Since that is the current reality and I don't agree with it, I should just shut up?
 
Anyone know where I got this?

(1) The Congress finds and declares that—
(A) crime, particularly crime involving drugs and guns, is a pervasive, nationwide problem;
(B) crime at the local level is exacerbated by the interstate movement of drugs, guns, and criminal gangs;
(C) firearms and ammunition move easily in interstate commerce and have been found in increasing numbers in the possession of felons, as documented in numerous hearings in both the Committee on the Judiciary [3] the House of Representatives and the Committee on the Judiciary of the Senate;
(D) in fact, even before the sale of a firearm, the gun, its component parts, ammunition, and the raw materials from which they are made have considerably moved in interstate commerce;
(E) while criminals freely move from State to State, ordinary citizens and foreign visitors may fear to travel to or through certain parts of the country due to concern about violent crime and gun violence, and parents may decline to send their children to school for the same reason;

...

(H) States, localities, and school systems find it almost impossible to handle gun-related crime by themselves—even States, localities, and school systems that have made strong efforts to prevent, detect, and punish gun-related crime find their efforts unavailing due in part to the failure or inability of other States or localities to take strong measures; and
(I) the Congress has the power, under the interstate commerce clause and other provisions of the Constitution, to enact measures to ensure the integrity and safety of the Nation by enactment of this subsection.
 
And before people start decrying the fact that his underlying felony conviction was "only" Resisting Arrest, bear in mind that to catch a felony RA instead of the usual misdemeanor generally requires a felony-level violent act--a weapon being used or serious injury caused.

Isn't eluding police also generally a felony too??

Our society seems to demand that folks cooperate with the police.

.
 
Have you remembered where you found it yet?

Actually, it is nowhere to be found in exactly that form.
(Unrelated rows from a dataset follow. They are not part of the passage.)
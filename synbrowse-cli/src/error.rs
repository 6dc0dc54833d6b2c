//! Error handling for the synbrowse CLI

use std::path::PathBuf;
use synbrowse_core::PipelineError;
use thiserror::Error;

/// Main error type for synbrowse CLI operations
#[derive(Error, Debug)]
pub enum CliError {
    #[error("Configuration error: {message}")]
    Config { message: String },

    #[error("Input/Output error: {message}")]
    Io { message: String },

    #[error("File not found: {path}")]
    FileNotFound { path: PathBuf },

    #[error("Invalid format: {message}")]
    InvalidFormat { message: String },

    #[error("Required tool not found: {tool}")]
    MissingTool { tool: String },

    #[error("External tool error: {tool} - {message}")]
    ExternalTool { tool: String, message: String },

    #[error("Browser configuration error: {message}")]
    BrowserConfig { message: String },

    #[error("Pipeline error: {message}")]
    Pipeline { message: String },
}

impl CliError {
    pub fn config<S: Into<String>>(message: S) -> Self {
        Self::Config { message: message.into() }
    }

    pub fn io<S: Into<String>>(message: S) -> Self {
        Self::Io { message: message.into() }
    }

    pub fn file_not_found(path: PathBuf) -> Self {
        Self::FileNotFound { path }
    }

    pub fn invalid_format<S: Into<String>>(message: S) -> Self {
        Self::InvalidFormat { message: message.into() }
    }

    pub fn external_tool<S: Into<String>>(tool: S, message: S) -> Self {
        Self::ExternalTool {
            tool: tool.into(),
            message: message.into(),
        }
    }

    pub fn browser_config<S: Into<String>>(message: S) -> Self {
        Self::BrowserConfig { message: message.into() }
    }
}

impl From<std::io::Error> for CliError {
    fn from(err: std::io::Error) -> Self {
        Self::io(err.to_string())
    }
}

impl From<toml::ser::Error> for CliError {
    fn from(err: toml::ser::Error) -> Self {
        Self::config(format!("TOML serialization error: {}", err))
    }
}

impl From<PipelineError> for CliError {
    fn from(err: PipelineError) -> Self {
        let message = err.to_string();
        match err {
            PipelineError::ToolMissing(tool) => Self::MissingTool { tool },
            PipelineError::CommandFailed(ref e) | PipelineError::DownloadFailed { source: ref e, .. } => {
                Self::external_tool(e.program().to_string(), message)
            }
            PipelineError::ValidationFailed { .. } | PipelineError::Convert(_) | PipelineError::Maf(_) => {
                Self::invalid_format(message)
            }
            PipelineError::MissingArtifact(path) => Self::file_not_found(path),
            PipelineError::InvalidDataset(_) => Self::config(message),
            PipelineError::TrackRegistration { .. }
            | PipelineError::UndeclaredAssembly { .. }
            | PipelineError::Config { .. } => Self::browser_config(message),
            PipelineError::Io(_) => Self::io(message),
            PipelineError::SortFailed { .. } => Self::Pipeline { message },
        }
    }
}

fn install_hint(tool: &str) -> &'static str {
    match tool {
        "jbrowse" => "Install the JBrowse CLI: npm install -g @jbrowse/cli",
        "lastdb" | "lastal" => "Install LAST: https://gitlab.com/mcfrith/last (Debian/Ubuntu: apt install last-align)",
        "samtools" => "Install samtools: https://www.htslib.org/download/",
        "bgzip" | "tabix" => "Install htslib, which provides bgzip and tabix: https://www.htslib.org/download/",
        "wget" | "curl" => "Install wget, or set `downloader = \"curl\"` under [tools] in synbrowse.toml",
        _ => "Install it with your system package manager",
    }
}

/// Provide helpful error messages and suggestions
pub fn format_error_with_suggestions(error: &CliError) -> String {
    let mut message = error.to_string();

    match error {
        CliError::MissingTool { tool } => {
            message.push_str(&format!(
                "\n\nSuggestions:\n\
                 • {}\n\
                 • Ensure {} is in your PATH\n\
                 • Point [tools] in synbrowse.toml at a differently named binary",
                install_hint(tool),
                tool
            ));
        }

        CliError::ExternalTool { tool, .. } => {
            message.push_str(&format!(
                "\n\nSuggestions:\n\
                 • Run again with -v to see the exact {} command line\n\
                 • Check network access if this was a download\n\
                 • Re-running resumes from the last completed step",
                tool
            ));
        }

        CliError::FileNotFound { path } => {
            message.push_str(&format!(
                "\n\nSuggestions:\n\
                 • An earlier step should have produced {}\n\
                 • Run with --clean to rebuild the output directory from scratch",
                path.display()
            ));
        }

        CliError::InvalidFormat { .. } => {
            message.push_str(
                "\n\nSuggestions:\n\
                 • Check that the dataset URLs point at gzipped FASTA / GFF3 files\n\
                 • Delete the offending file so it is downloaded again",
            );
        }

        CliError::Config { .. } => {
            message.push_str(
                "\n\nSuggestions:\n\
                 • Check your synbrowse.toml configuration file\n\
                 • Use 'synbrowse --example-config' to generate a sample configuration\n\
                 • Dataset keys may only contain letters, digits, '_', '-' and '.'",
            );
        }

        CliError::BrowserConfig { .. } => {
            message.push_str(
                "\n\nSuggestions:\n\
                 • Check that config.json in the output directory is valid JSON\n\
                 • Run with --clean to regenerate the browser project",
            );
        }

        _ => {}
    }

    message
}

/// Print error with helpful suggestions and exit
pub fn print_error_and_exit(error: &CliError) -> ! {
    eprintln!("Error: {}", format_error_with_suggestions(error));
    std::process::exit(1);
}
What I posted was the slightly altered section A from USC 922(q), the Gun Free School Zones Act.

Amazing how well it applies to the current discussion with only a few words altered. Seems like I'm seeing quite a bit of support on this thread for the legal logic underlying the Gun Free School Zones Act, and opposition to the Lopez decision which tried unsuccessfully to call into question the federal authority for that law.
 
Isn't eluding police also generally a felony too??
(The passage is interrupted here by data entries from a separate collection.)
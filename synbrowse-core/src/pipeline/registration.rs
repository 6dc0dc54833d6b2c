use std::fs;

use super::annotation::{compress, index};
use super::{ArtifactPaths, Stages};
use crate::browser_config::{annotation_track_id, ConfigFile};
use crate::command::{CommandRunner, Invocation};
use crate::error::{PipelineError, Result, Severity};
use crate::types::Dataset;

/// `jbrowse create` unless the project directory exists, then make sure
/// there is a `config.json`
pub fn setup_project<R: CommandRunner>(stages: &mut Stages<'_, R>) -> Result<ConfigFile> {
    let dir = stages.output_dir().to_path_buf();

    if dir.exists() {
        log::info!("Browser project {} already exists", dir.display());
        stages.skipped();
    } else {
        log::info!("Creating browser project in {}", dir.display());
        let create = Invocation::new(stages.tools().jbrowse.as_str())
            .arg("create")
            .arg(&dir)
            .arg("--force");
        stages.exec(create)?;
        // `create` normally makes it; an empty project is still usable
        fs::create_dir_all(&dir)?;
    }

    let config = ConfigFile::in_project(&dir);
    config.create_if_missing()?;
    Ok(config)
}

/// `jbrowse add-assembly` for a prepared genome, unless already registered.
/// Returns whether anything was added.
pub fn register_assembly<R: CommandRunner>(
    stages: &mut Stages<'_, R>,
    config: &ConfigFile,
    dataset: &Dataset,
    sequence: &ArtifactPaths,
) -> Result<bool> {
    if config.load()?.has_assembly(&dataset.key) {
        log::info!("Assembly for {} is already registered", dataset.name);
        stages.skipped();
        return Ok(false);
    }
    stages.expect_output(&sequence.source)?;

    log::info!("Adding assembly for {}", dataset.name);
    let add = Invocation::new(stages.tools().jbrowse.as_str())
        .arg("add-assembly")
        .arg(&sequence.source)
        .arg("--name")
        .arg(&dataset.key)
        .arg("--out")
        .arg(stages.output_dir())
        .args(["--load", "inPlace", "--force"]);
    stages.exec(add)?;

    config.edit(|doc| Ok(doc.ensure_assembly(&dataset.key, &sequence.source, &sequence.index)))?;
    stages.registered();
    Ok(true)
}

fn add_track<R: CommandRunner>(stages: &mut Stages<'_, R>, assembly: &str, paths: &ArtifactPaths) -> Result<()> {
    let add = Invocation::new(stages.tools().jbrowse.as_str())
        .arg("add-track")
        .arg(&paths.compressed)
        .arg("--out")
        .arg(stages.output_dir())
        .arg("--assemblyNames")
        .arg(assembly)
        .args(["--load", "inPlace", "--force"]);
    stages.exec(add)
}

fn recompress<R: CommandRunner>(stages: &mut Stages<'_, R>, paths: &ArtifactPaths) -> Result<()> {
    compress(stages, paths)?;
    index(stages, paths)
}

/// Register a prepared annotation file as a track on `assembly`.
///
/// A missing `.gz` is rebuilt from the decompressed source first. If the
/// browser CLI then exits with an error, the file is rebuilt and the call
/// retried once; a second failure is fatal, as is a CLI that cannot start.
pub fn register_annotation_track<R: CommandRunner>(
    stages: &mut Stages<'_, R>,
    config: &ConfigFile,
    assembly: &str,
    paths: &ArtifactPaths,
) -> Result<bool> {
    let track_id = annotation_track_id(&paths.compressed);
    if config.load()?.has_track(&track_id) {
        log::info!("Track '{}' is already registered", track_id);
        stages.skipped();
        return Ok(false);
    }

    if !paths.compressed.exists() {
        log::warn!("{} is missing, recreating it", paths.compressed.display());
        recompress(stages, paths).map_err(|e| registration_error(assembly, e))?;
    }

    log::info!("Adding track '{}' on '{}'", track_id, assembly);
    if let Err(first) = add_track(stages, assembly, paths) {
        if first.severity() != Severity::Retryable {
            return Err(registration_error(assembly, first));
        }
        log::warn!("Adding track '{}' failed: {}; retrying with a recreated archive", track_id, first);
        if !paths.source.exists() {
            return Err(PipelineError::TrackRegistration {
                assembly: assembly.to_string(),
                message: format!("{} is missing, cannot retry: {}", paths.source.display(), first),
            });
        }
        recompress(stages, paths)
            .and_then(|_| add_track(stages, assembly, paths))
            .map_err(|e| registration_error(assembly, e))?;
    }

    config.edit(|doc| doc.ensure_annotation_track(assembly, &paths.compressed, &paths.index))?;
    stages.registered();
    Ok(true)
}

fn registration_error(assembly: &str, error: PipelineError) -> PipelineError {
    match error {
        PipelineError::TrackRegistration { .. } => error,
        other => PipelineError::TrackRegistration {
            assembly: assembly.to_string(),
            message: other.to_string(),
        },
    }
}

/// `jbrowse text-index` when something changed or no index exists yet
pub fn text_index<R: CommandRunner>(stages: &mut Stages<'_, R>, changed: bool) -> Result<bool> {
    let trix = stages.output_dir().join("trix");
    if !changed && trix.exists() {
        log::info!("Text index is up to date");
        stages.skipped();
        return Ok(false);
    }

    log::info!("Building text index for gene search");
    let invocation = Invocation::new(stages.tools().jbrowse.as_str())
        .arg("text-index")
        .arg("--out")
        .arg(stages.output_dir());
    stages.exec(invocation)?;
    Ok(true)
}
//! External command abstraction
//!
//! Every external tool (downloader, sort, bgzip, tabix, samtools, LAST,
//! the jbrowse CLI) is invoked through [`CommandRunner`], so the pipeline
//! can be driven by [`SystemRunner`] in production and by a fake in tests.

use std::ffi::OsString;
use std::fmt;
use std::fs::{self, File};
use std::path::{Path, PathBuf};
use std::process::{Command, Stdio};
use thiserror::Error;

#[derive(Debug, Error)]
pub enum CommandError {
    #[error("Failed to start {program}: {message}")]
    Spawn { program: String, message: String },
    #[error("{program} exited with status {code:?}: {stderr}")]
    Exit {
        program: String,
        code: Option<i32>,
        stderr: String,
    },
    #[error("Failed to redirect output of {program} to {path}: {message}")]
    Redirect {
        program: String,
        path: PathBuf,
        message: String,
    },
}

impl CommandError {
    pub fn program(&self) -> &str {
        match self {
            CommandError::Spawn { program, .. }
            | CommandError::Exit { program, .. }
            | CommandError::Redirect { program, .. } => program,
        }
    }
}

/// One external program call
#[derive(Debug, Clone, PartialEq, Eq)]
pub struct Invocation {
    pub program: String,
    pub args: Vec<OsString>,
    pub env: Vec<(String, String)>,
    /// Capture stdout into this file instead of inheriting it
    pub stdout: Option<PathBuf>,
}

impl Invocation {
    pub fn new(program: impl Into<String>) -> Self {
        Self {
            program: program.into(),
            args: Vec::new(),
            env: Vec::new(),
            stdout: None,
        }
    }

    pub fn arg(mut self, arg: impl Into<OsString>) -> Self {
        self.args.push(arg.into());
        self
    }

    pub fn args<I, S>(mut self, args: I) -> Self
    where
        I: IntoIterator<Item = S>,
        S: Into<OsString>,
    {
        self.args.extend(args.into_iter().map(Into::into));
        self
    }

    pub fn env(mut self, key: impl Into<String>, value: impl Into<String>) -> Self {
        self.env.push((key.into(), value.into()));
        self
    }

    pub fn stdout_to(mut self, path: impl Into<PathBuf>) -> Self {
        self.stdout = Some(path.into());
        self
    }
}

impl fmt::Display for Invocation {
    fn fmt(&self, f: &mut fmt::Formatter<'_>) -> fmt::Result {
        for (key, value) in &self.env {
            write!(f, "{}={} ", key, value)?;
        }
        write!(f, "{}", self.program)?;
        for arg in &self.args {
            write!(f, " {}", arg.to_string_lossy())?;
        }
        if let Some(path) = &self.stdout {
            write!(f, " > {}", path.display())?;
        }
        Ok(())
    }
}

/// Runs external programs to completion
pub trait CommandRunner {
    fn run(&self, invocation: &Invocation) -> Result<(), CommandError>;

    fn is_available(&self, program: &str) -> bool {
        which::which(program).is_ok()
    }
}

impl<R: CommandRunner + ?Sized> CommandRunner for &R {
    fn run(&self, invocation: &Invocation) -> Result<(), CommandError> {
        (**self).run(invocation)
    }

    fn is_available(&self, program: &str) -> bool {
        (**self).is_available(program)
    }
}

/// Runs programs as blocking child processes
#[derive(Debug, Default, Clone, Copy)]
pub struct SystemRunner;

impl SystemRunner {
    pub fn new() -> Self {
        Self
    }
}

/// Sibling path that redirected output is written to before it is renamed into place
pub fn partial_path(path: &Path) -> PathBuf {
    let mut name = path.as_os_str().to_os_string();
    name.push(".partial");
    PathBuf::from(name)
}

impl CommandRunner for SystemRunner {
    fn run(&self, invocation: &Invocation) -> Result<(), CommandError> {
        log::debug!("Running: {}", invocation);

        let mut cmd = Command::new(&invocation.program);
        cmd.args(&invocation.args)
            .stdin(Stdio::null())
            .stderr(Stdio::piped());
        for (key, value) in &invocation.env {
            cmd.env(key, value);
        }

        let partial = invocation.stdout.as_deref().map(partial_path);
        match &partial {
            Some(path) => {
                let file = File::create(path).map_err(|e| CommandError::Redirect {
                    program: invocation.program.clone(),
                    path: path.clone(),
                    message: e.to_string(),
                })?;
                cmd.stdout(Stdio::from(file));
            }
            None => {
                cmd.stdout(Stdio::inherit());
            }
        }

        let output = cmd.output().map_err(|e| CommandError::Spawn {
            program: invocation.program.clone(),
            message: e.to_string(),
        });
        let output = match output {
            Ok(output) => output,
            Err(e) => {
                if let Some(path) = &partial {
                    let _ = fs::remove_file(path);
                }
                return Err(e);
            }
        };

        if !output.status.success() {
            if let Some(path) = &partial {
                let _ = fs::remove_file(path);
            }
            return Err(CommandError::Exit {
                program: invocation.program.clone(),
                code: output.status.code(),
                stderr: String::from_utf8_lossy(&output.stderr).trim().to_string(),
            });
        }

        if let (Some(partial), Some(target)) = (partial, invocation.stdout.as_ref()) {
            fs::rename(&partial, target).map_err(|e| CommandError::Redirect {
                program: invocation.program.clone(),
                path: target.clone(),
                message: e.to_string(),
            })?;
        }

        Ok(())
    }
}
Our society seems to demand that folks cooperate with the police.

Fleeing and Eluding can be either, depending on the state and the type of fleeing (on foot, in a vehicle, etc.)

But I'm good with that. There's no legal justification or excuse for resisting or running from the police when they are acting lawfully on behalf of the rest of us and all too often when it happens, someone gets hurt--typically someone not even involved.